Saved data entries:

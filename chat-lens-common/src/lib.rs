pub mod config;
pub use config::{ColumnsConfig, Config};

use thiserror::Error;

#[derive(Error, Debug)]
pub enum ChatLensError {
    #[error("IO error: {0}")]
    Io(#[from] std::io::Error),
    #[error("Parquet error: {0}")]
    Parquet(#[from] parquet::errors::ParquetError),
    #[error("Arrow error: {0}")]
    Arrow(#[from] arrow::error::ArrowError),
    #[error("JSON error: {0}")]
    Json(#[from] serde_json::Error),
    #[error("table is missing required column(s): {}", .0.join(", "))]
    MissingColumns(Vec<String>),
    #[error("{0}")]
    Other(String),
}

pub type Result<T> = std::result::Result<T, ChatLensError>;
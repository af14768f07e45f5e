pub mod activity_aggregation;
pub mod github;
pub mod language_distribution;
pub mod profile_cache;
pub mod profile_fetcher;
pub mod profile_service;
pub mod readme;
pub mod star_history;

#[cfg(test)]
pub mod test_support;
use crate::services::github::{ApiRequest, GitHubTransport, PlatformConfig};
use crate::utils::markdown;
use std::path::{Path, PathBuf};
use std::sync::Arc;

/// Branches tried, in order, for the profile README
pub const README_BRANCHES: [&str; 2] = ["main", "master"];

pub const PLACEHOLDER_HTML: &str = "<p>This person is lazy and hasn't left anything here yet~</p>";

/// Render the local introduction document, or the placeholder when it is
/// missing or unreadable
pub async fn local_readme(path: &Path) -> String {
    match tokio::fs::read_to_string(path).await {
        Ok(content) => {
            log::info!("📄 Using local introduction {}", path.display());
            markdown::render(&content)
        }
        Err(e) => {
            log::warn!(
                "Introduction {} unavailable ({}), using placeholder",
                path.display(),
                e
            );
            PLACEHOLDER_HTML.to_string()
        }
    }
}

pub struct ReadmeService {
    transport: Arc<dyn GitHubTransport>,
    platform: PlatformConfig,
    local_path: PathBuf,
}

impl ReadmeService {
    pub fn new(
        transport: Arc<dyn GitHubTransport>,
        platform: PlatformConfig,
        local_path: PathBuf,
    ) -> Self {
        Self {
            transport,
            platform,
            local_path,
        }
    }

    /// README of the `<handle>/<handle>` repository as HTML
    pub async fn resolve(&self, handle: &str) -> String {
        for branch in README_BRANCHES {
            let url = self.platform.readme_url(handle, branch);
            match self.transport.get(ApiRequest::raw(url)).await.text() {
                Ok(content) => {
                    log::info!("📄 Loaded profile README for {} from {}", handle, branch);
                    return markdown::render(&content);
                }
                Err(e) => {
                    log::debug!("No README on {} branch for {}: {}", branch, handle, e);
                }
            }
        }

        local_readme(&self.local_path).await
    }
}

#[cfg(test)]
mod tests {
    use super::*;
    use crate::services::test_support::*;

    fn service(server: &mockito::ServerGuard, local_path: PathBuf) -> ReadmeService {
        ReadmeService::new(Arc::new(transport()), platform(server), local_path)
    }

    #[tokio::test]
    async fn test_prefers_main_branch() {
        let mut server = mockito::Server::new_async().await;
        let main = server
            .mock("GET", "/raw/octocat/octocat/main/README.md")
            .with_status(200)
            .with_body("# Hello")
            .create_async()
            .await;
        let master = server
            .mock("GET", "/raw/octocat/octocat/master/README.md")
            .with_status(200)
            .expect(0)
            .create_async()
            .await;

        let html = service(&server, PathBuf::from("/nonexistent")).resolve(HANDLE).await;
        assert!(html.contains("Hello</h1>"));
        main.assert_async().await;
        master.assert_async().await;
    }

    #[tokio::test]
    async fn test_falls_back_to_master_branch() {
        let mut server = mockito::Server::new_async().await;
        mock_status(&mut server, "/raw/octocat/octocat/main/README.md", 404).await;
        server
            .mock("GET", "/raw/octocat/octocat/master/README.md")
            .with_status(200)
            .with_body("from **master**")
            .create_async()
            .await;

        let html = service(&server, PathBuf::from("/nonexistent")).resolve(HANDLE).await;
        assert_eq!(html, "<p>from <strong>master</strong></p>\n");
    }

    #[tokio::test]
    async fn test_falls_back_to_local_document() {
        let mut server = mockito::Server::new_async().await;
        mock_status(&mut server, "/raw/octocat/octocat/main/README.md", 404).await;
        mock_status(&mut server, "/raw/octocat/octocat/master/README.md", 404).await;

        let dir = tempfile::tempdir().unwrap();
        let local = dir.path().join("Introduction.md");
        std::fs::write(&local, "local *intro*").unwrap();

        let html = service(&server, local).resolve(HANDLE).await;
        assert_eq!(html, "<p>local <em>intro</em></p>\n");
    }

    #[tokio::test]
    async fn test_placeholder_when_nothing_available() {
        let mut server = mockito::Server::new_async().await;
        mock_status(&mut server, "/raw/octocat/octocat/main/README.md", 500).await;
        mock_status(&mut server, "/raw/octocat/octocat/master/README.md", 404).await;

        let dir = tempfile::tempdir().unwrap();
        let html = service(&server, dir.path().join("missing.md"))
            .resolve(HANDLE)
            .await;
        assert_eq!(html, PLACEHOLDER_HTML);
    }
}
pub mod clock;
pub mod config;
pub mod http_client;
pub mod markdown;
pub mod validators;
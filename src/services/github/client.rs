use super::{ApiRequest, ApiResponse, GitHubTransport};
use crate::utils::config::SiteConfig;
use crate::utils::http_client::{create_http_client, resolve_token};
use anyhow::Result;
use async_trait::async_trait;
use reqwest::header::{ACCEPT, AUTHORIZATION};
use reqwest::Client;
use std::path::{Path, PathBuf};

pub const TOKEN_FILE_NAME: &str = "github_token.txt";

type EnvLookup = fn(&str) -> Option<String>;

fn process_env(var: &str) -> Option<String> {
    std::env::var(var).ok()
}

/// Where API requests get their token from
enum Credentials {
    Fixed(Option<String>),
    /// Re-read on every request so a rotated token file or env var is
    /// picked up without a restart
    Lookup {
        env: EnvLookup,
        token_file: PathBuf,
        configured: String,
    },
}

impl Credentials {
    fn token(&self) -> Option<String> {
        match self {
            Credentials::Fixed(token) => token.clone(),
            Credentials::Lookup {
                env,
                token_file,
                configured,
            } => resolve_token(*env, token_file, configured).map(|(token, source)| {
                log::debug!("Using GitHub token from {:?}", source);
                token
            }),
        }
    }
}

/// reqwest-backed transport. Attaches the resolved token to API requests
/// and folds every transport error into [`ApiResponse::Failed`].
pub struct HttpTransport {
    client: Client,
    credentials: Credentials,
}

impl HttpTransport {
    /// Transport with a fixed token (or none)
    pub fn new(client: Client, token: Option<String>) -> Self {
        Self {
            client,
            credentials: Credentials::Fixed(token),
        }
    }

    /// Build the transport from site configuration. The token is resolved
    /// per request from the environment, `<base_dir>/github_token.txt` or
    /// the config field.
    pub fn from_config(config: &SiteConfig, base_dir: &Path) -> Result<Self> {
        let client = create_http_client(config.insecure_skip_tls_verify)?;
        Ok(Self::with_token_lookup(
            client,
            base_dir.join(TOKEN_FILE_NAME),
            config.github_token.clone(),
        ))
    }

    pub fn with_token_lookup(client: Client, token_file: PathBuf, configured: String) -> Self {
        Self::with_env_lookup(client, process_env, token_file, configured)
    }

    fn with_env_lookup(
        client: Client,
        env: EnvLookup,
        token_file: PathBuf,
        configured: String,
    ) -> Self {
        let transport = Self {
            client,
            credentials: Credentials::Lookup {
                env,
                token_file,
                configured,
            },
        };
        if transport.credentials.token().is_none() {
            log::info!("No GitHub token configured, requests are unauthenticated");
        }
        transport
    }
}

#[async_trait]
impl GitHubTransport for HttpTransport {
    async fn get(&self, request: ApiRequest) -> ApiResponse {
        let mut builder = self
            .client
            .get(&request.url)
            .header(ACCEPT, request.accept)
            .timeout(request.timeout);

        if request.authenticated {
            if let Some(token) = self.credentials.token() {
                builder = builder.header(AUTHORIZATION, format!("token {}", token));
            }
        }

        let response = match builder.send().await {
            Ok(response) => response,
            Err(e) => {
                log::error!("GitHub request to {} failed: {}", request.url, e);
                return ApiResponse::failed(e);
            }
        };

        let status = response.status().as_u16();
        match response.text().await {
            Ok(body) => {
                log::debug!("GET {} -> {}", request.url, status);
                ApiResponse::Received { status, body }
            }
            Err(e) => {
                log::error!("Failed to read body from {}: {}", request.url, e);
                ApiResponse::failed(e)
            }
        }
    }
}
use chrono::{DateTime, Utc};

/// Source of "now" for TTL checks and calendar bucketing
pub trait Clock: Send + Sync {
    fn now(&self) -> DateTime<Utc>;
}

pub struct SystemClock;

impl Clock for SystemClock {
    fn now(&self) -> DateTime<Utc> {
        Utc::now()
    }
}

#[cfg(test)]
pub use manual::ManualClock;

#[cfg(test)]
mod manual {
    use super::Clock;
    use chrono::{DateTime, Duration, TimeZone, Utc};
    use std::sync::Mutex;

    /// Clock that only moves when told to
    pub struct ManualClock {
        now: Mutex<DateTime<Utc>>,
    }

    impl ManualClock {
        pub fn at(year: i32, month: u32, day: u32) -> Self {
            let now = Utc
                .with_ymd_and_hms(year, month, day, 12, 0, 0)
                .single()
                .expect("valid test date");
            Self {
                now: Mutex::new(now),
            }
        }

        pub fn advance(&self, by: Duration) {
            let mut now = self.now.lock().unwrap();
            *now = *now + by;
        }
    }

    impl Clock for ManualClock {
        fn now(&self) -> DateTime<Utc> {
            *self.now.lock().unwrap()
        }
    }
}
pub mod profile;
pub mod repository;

Directions:
Throughout the data above, copy all lines where the word "Mutex" is found.

Response to the task:
    use std::sync::Mutex;
        now: Mutex<DateTime<Utc>>,
                now: Mutex::new(now),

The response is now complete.